When a Stanley Cup broadcast suddenly went black in late April, many Comcast subscribers simply scooted to Twitter to find out why.
It was there — not on a phone system with multiple options — they discovered that a lightning storm in Atlanta had caused a power outage during the Philadelphia Flyers-Pittsburgh Penguins hockey playoff game, and that the transmission would be restored soon.
"I did a search on Twitter as soon as the game went off the air," says Dave Decker, 31, a Web developer in Pittsburgh who regularly tweets while watching sporting events. "The mystery was resolved in minutes. Before Twitter, it would have been a nightmare trying to find out what happened on the phone."
Comcast's deft use of Twitter underscores what is becoming a staple in modern-day customer service. Increasingly, corporate giants such as Comcast, PepsiCo, JetBlue Airways, Whole Foods Market and others are beefing up direct communications with customers through social-media tools such as Twitter, Facebook and YouTube.
The popular communications technology has helped companies quickly and inexpensively respond to customer complaints, answer questions and tailor products and services. It has supplemented current customer services, easing the load on call centers and expensive mailers that most consumers abhor. Twitter, Facebook, YouTube and online software services such as LiveOps, Salesforce.com and RightNow Technologies are all are being used to improve customer service, retain users and gain a competitive advantage.
"If you're trying to hide from your customers, don't use Twitter," says Demian Sellfors, CEO of Media Temple, a Web-hosting service. "We want to know what our customers think, both good and bad. That's a good thing."

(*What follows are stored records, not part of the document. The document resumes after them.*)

//! # Vocabulary Training
//!
//! Support for training token vocabularies.
//!
//! Training requires:
//! * [`crate::segmentation::SegmentationConfig`] - the script-class segmentation.
//!   * Merges never cross a chunk boundary.
//!   * The config is stored in the trained vocab, and reused by the encoders.
//! * a target vocab size; the first 256 tokens are always the raw bytes.
//!
//! Training is deterministic: the most frequent adjacent pair is merged
//! at each step, with ties going to the lowest ``(left, right)`` pair.
//!
//! ## Training Example
//!
//! ```rust,no_run
//! use std::sync::Arc;
//!
//! use varnachip::{
//!     segmentation::SegmentationConfig,
//!     training::{BinaryPairVocabTrainer, BinaryPairVocabTrainerOptions},
//!     vocab::{UnifiedTokenVocab, io::save_json_vocab_path},
//! };
//!
//! fn example<I, S>(
//!     vocab_size: usize,
//!     samples: I,
//!     vocab_save_path: Option<String>,
//! ) -> varnachip::VCResult<Arc<UnifiedTokenVocab<u32>>>
//! where
//!     I: IntoIterator<Item = S>,
//!     S: AsRef<str>,
//! {
//!     // We can pick any unsigned integer type > vocab_size;
//!     // See [`varnachip::TokenType`].
//!     type T = u32;
//!
//!     let options = BinaryPairVocabTrainerOptions::new(SegmentationConfig::kannada(), vocab_size)
//!         .with_min_frequency(2);
//!
//!     let mut trainer: BinaryPairVocabTrainer = options.init()?;
//!     trainer.update_from_samples(samples);
//!
//!     let vocab: Arc<UnifiedTokenVocab<T>> = trainer.train()?.into();
//!
//!     if let Some(path) = vocab_save_path {
//!         save_json_vocab_path(&vocab, &path)?;
//!     }
//!
//!     Ok(vocab)
//! }
//! ```

pub mod utility;

mod bpe_trainer;
mod train_metrics;
mod training_types;

#[doc(inline)]
pub use bpe_trainer::{
    BinaryPairVocabTrainer,
    BinaryPairVocabTrainerOptions,
    DEFAULT_MIN_FREQUENCY,
    MergeJob,
    TrainResults,
};
#[doc(inline)]
pub use train_metrics::{StopReason, TrainingMetrics};
#[doc(inline)]
pub use training_types::{CountType, StringChunkType};

use crate::{errors::VCResult, segmentation::SegmentationConfig, types::TokenType, vocab::UnifiedTokenVocab};

/// Train a vocabulary over a corpus with the default options.
///
/// Each sample is segmented independently.
///
/// ## Arguments
/// * `corpus` - the training samples.
/// * `vocab_size` - the target vocab size.
/// * `segmentation` - the segmentation config.
///
/// ## Returns
/// The trained vocabulary, and the run's [`TrainingMetrics`].
pub fn train<T, I>(
    corpus: I,
    vocab_size: usize,
    segmentation: SegmentationConfig,
) -> VCResult<(UnifiedTokenVocab<T>, TrainingMetrics)>
where
    T: TokenType,
    I: IntoIterator,
    I::Item: AsRef<str>,
{
    let mut trainer: BinaryPairVocabTrainer =
        BinaryPairVocabTrainerOptions::new(segmentation, vocab_size).init()?;
    trainer.update_from_samples(corpus);

    let TrainResults { vocab, metrics } = trainer.train_with_metrics::<T>()?;
    Ok((vocab, metrics))
}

As more companies effectively use social-media tools for customer care, it also is becoming easier to shift customer-relations resources to the U.S. and feed into the fledgling "homeshoring" trend. Home-based workers have become de rigueur among employers to take advantage of better technology, gain productivity from employees no longer tied to long commutes and leverage the expertise of local workers.
There are about 200,000 so-called homeshored jobs — most of them in the U.S. — and more than 300,000 are expected by 2012, says Stephen Loynd, program manager for contact center services research at market researcher IDC.
"The competitive landscape for customer care is subtly changing because of technology like Twitter," Loynd says.
Changing with their users
As Americans — especially younger ones — flock to Twitter, the companies that sell them goods and services are following them. Those companies view social-media services as the ideal vehicle to air comments, gripes and suggestions.
"It's where a lot of our younger customers are," says Bonin Bough, PepsiCo's global director of digital and social media. His position and title changed eight months ago, reflecting the changing face of customer service.
In this emerging world, Frank Eliason is something of a legend. For more than a year, he has helped pioneer the use of Twitter as a customer-service resource at Comcast."We can see in real time what our customers think, and learn from them," says Eliason, director of digital care at Comcast. He leads a team of 10 people for @comcastcares, which has nearly 24,000 followers.